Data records
■ ■ ■ ■ ■ ■ ■

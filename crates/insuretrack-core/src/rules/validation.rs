use chrono::NaiveDate;

use crate::errors::{Result, TrackerError};
use crate::model::{ClaimInput, ClaimUpdate, PolicyInput, Registration};

const MIN_PASSWORD_LEN: usize = 6;
const MIN_CLAIM_DESCRIPTION_LEN: usize = 10;

/// Validate a sign-up form
///
/// Uniqueness of username and email needs the store and is checked by the
/// engine; everything else is checked here.
///
/// # Errors
/// `TrackerError::InvalidField` naming the first offending field.
pub fn validate_registration(form: &Registration) -> Result<()> {
    check_len("username", &form.username, 4, 20)?;
    check_email(&form.email)?;
    check_len("full_name", &form.full_name, 2, 100)?;
    validate_password(form.password.expose())?;
    if form.password.expose() != form.password_confirm.expose() {
        return Err(TrackerError::invalid_field(
            "password_confirm",
            "passwords must match",
        ));
    }
    if !form.role.is_self_registrable() {
        return Err(TrackerError::invalid_field(
            "role",
            format!("cannot register as {}", form.role),
        ));
    }
    Ok(())
}

/// # Errors
/// `TrackerError::InvalidField` when the password is too short.
pub fn validate_password(password: &str) -> Result<()> {
    if password.chars().count() < MIN_PASSWORD_LEN {
        return Err(TrackerError::invalid_field(
            "password",
            format!("must be at least {} characters", MIN_PASSWORD_LEN),
        ));
    }
    Ok(())
}

/// Validate policy fields for both add and edit
///
/// # Errors
/// `TrackerError::InvalidField` naming the first offending field.
pub fn validate_policy_input(input: &PolicyInput) -> Result<()> {
    check_len("policy_number", &input.policy_number, 5, 50)?;
    check_len("provider_name", &input.provider_name, 2, 100)?;
    if let Some(contact) = &input.provider_contact {
        check_len("provider_contact", contact, 0, 100)?;
    }
    check_amount("premium_amount", input.premium_amount)?;
    check_amount("coverage_amount", input.coverage_amount)?;
    if input.expiry_date <= input.issue_date {
        return Err(TrackerError::invalid_field(
            "expiry_date",
            "expiry date must be after issue date",
        ));
    }
    Ok(())
}

/// Validate a claim submission against the submission date
///
/// # Errors
/// `TrackerError::InvalidField` naming the first offending field.
pub fn validate_claim_input(input: &ClaimInput, today: NaiveDate) -> Result<()> {
    check_len("claim_number", &input.claim_number, 5, 50)?;
    check_amount("claim_amount", input.claim_amount)?;
    if input.incident_date > today {
        return Err(TrackerError::invalid_field(
            "incident_date",
            "incident date cannot be in the future",
        ));
    }
    if input.description.trim().chars().count() < MIN_CLAIM_DESCRIPTION_LEN {
        return Err(TrackerError::invalid_field(
            "description",
            format!("must be at least {} characters", MIN_CLAIM_DESCRIPTION_LEN),
        ));
    }
    Ok(())
}

/// # Errors
/// `TrackerError::InvalidField` when remarks are whitespace only.
pub fn validate_claim_update(update: &ClaimUpdate) -> Result<()> {
    if let Some(remarks) = &update.remarks {
        if !remarks.is_empty() && remarks.trim().is_empty() {
            return Err(TrackerError::invalid_field("remarks", "must not be blank"));
        }
    }
    Ok(())
}

fn check_len(field: &str, value: &str, min: usize, max: usize) -> Result<()> {
    let len = value.trim().chars().count();
    if len < min || len > max {
        return Err(TrackerError::invalid_field(
            field,
            format!("must be between {} and {} characters", min, max),
        ));
    }
    Ok(())
}

fn check_amount(field: &str, amount: f64) -> Result<()> {
    if !amount.is_finite() || amount < 0.0 {
        return Err(TrackerError::invalid_field(
            field,
            "must be a non-negative number",
        ));
    }
    Ok(())
}

fn check_email(email: &str) -> Result<()> {
    let invalid = || TrackerError::invalid_field("email", "invalid email address");
    let (local, domain) = email.split_once('@').ok_or_else(invalid)?;
    let well_formed = !local.is_empty()
        && !domain.contains('@')
        && !email.chars().any(char::is_whitespace)
        && domain
            .split_once('.')
            .is_some_and(|(host, tld)| !host.is_empty() && !tld.is_empty());
    if !well_formed {
        return Err(invalid());
    }
    Ok(())
}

■ ■ ■ ■ ■ ■ ■

TRY IT:
Return, word for word, the lines from the one containing "fn check_email(email: &str)" through the end of the data above, both ends included, and nothing else.

COMPLETED EXERCISE:
fn check_email(email: &str) -> Result<()> {
    let invalid = || TrackerError::invalid_field("email", "invalid email address");
    let (local, domain) = email.split_once('@').ok_or_else(invalid)?;
    let well_formed = !local.is_empty()
        && !domain.contains('@')
        && !email.chars().any(char::is_whitespace)
        && domain
            .split_once('.')
            .is_some_and(|(host, tld)| !host.is_empty() && !tld.is_empty());
    if !well_formed {
        return Err(invalid());
    }
    Ok(())
}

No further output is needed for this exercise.